Once everything is imported, we can ask questions:

poetry run python python/answer.py \
  --data-source-id 1 \
  --question "What are the top orders of all time?"

Training

Table, Column, and Value Rankers

Then train the ranker:

# Build the dataset and train the models
python -m python.ranker.train

cp /tmp/datasets/ranker/values/validation_23.npz /tmp/datasets/ranker/values/tes1.npz

# or to just train on the previous dataset
TRAIN_ONLY=1 python -m python.ranker.train

Few Shot Embeddings

As more evaluation quesitons are added, the few shot embeddings can be updated (and used to provide better few shot examples)

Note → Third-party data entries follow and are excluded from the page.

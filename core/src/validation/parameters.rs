//! Path, query, header and cookie parameter checks.

use crate::contract::{ParamSource, ParamStyle, ParameterDefinition};
use crate::model::Request;
use crate::path::ApiOperation;
use crate::report::{Message, MessageContext, ValidationReport};
use crate::schema::coercion::form_to_json;
use crate::schema::{SchemaValidator, ValidationSide};
use indexmap::IndexMap;

const PARAMETER_PREFIX: &str = "validation.request.parameter";

/// Header parameters OpenAPI ignores: they are described elsewhere.
const IGNORED_HEADERS: &[&str] = &["accept", "content-type", "authorization"];

pub(crate) fn validate_parameters(
    request: &Request,
    operation: &ApiOperation,
    validator: &SchemaValidator,
) -> ValidationReport {
    let api_path = operation.api_path().original();
    let cookies = request.cookies();

    operation
        .definition()
        .parameters
        .iter()
        .map(|param| {
            if param.source == ParamSource::Query && param.style == ParamStyle::DeepObject {
                return validate_deep_object(request, param, api_path, validator);
            }

            let values: Vec<String> = match param.source {
                ParamSource::Path => operation
                    .path_param(&param.name)
                    .map(|v| vec![v.to_string()])
                    .unwrap_or_default(),
                ParamSource::Query => request.query_values(&param.name).to_vec(),
                ParamSource::Header => {
                    if IGNORED_HEADERS.contains(&param.name.to_ascii_lowercase().as_str()) {
                        return ValidationReport::empty();
                    }
                    request.headers().get_all(&param.name).to_vec()
                }
                ParamSource::Cookie => cookies.get(&param.name).cloned().unwrap_or_default(),
            };

            let report = if values.is_empty() {
                missing(param, api_path)
            } else {
                match &param.schema {
                    Some(schema) => validator.validate_values(
                        &values,
                        schema,
                        param.style,
                        param.explode,
                        Some(ValidationSide::Request),
                        PARAMETER_PREFIX,
                    ),
                    None => ValidationReport::empty(),
                }
            };
            report.with_additional_context(&MessageContext::default().with_parameter(&param.name))
        })
        .collect()
}

fn missing(param: &ParameterDefinition, api_path: &str) -> ValidationReport {
    if !param.required {
        return ValidationReport::empty();
    }
    let (kind, label) = match param.source {
        ParamSource::Path => ("path", "Path"),
        ParamSource::Query => ("query", "Query"),
        ParamSource::Header => ("header", "Header"),
        ParamSource::Cookie => ("cookie", "Cookie"),
    };
    ValidationReport::singleton(Message::new(
        format!("{}.{}.missing", PARAMETER_PREFIX, kind),
        format!(
            "{} parameter '{}' is required on path '{}' but not found in request.",
            label, param.name, api_path
        ),
    ))
}

/// `?filter[name]=rex&filter[age]=3` style objects.
fn validate_deep_object(
    request: &Request,
    param: &ParameterDefinition,
    api_path: &str,
    validator: &SchemaValidator,
) -> ValidationReport {
    let prefix = format!("{}[", param.name);
    let fields: IndexMap<String, Vec<String>> = request
        .query_params()
        .iter()
        .filter_map(|(key, values)| {
            let property = key.strip_prefix(&prefix)?.strip_suffix(']')?;
            Some((property.to_string(), values.clone()))
        })
        .collect();

    let report = if fields.is_empty() {
        missing(param, api_path)
    } else {
        match &param.schema {
            Some(schema) => validator.validate(
                &form_to_json(&fields, schema, validator.definitions()),
                schema,
                Some(ValidationSide::Request),
                PARAMETER_PREFIX,
            ),
            None => ValidationReport::empty(),
        }
    };
    report.with_additional_context(&MessageContext::default().with_parameter(&param.name))
}
//! Subscriber setup for `--verbose` and `RUST_LOG`.

use crate::error::{CliError, CliResult};
use tracing_subscriber::EnvFilter;

/// Filter directive for a `-v` count. `RUST_LOG` takes precedence.
pub fn level_for(verbosity: u8) -> &'static str {
    match verbosity {
        0 => "warn",
        1 => "info",
        2 => "debug",
        _ => "trace",
    }
}

/// Installs a compact stderr subscriber.
pub fn init(verbosity: u8) -> CliResult<()> {
    let filter = EnvFilter::try_from_default_env()
        .unwrap_or_else(|_| EnvFilter::new(level_for(verbosity)));

    let subscriber = tracing_subscriber::fmt()
        .with_env_filter(filter)
        .with_target(true)
        .with_writer(std::io::stderr)
        .compact()
        .finish();

    tracing::subscriber::set_global_default(subscriber)
        .map_err(|e| CliError::General(format!("Failed to initialize logging: {}", e)))
}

python -m python.prompts.few_shot_embeddings.builder

Datasources

Snowflake

  • API responses do not return raw SQL, everything comes back as a JSON object
    • Unsure if this is just the specific API we are using or if it is a limitation of Snowflake
  • You'll get a Table 'ABANDONED_CHECKOUTS' does not exist or not authorized. if you don't specify a specific schema when connecting.

Connections

Shopify

  • Staff role does not allow us to create API keys. API keys must be created by generating a private app, which requires a specific permissions set. More info.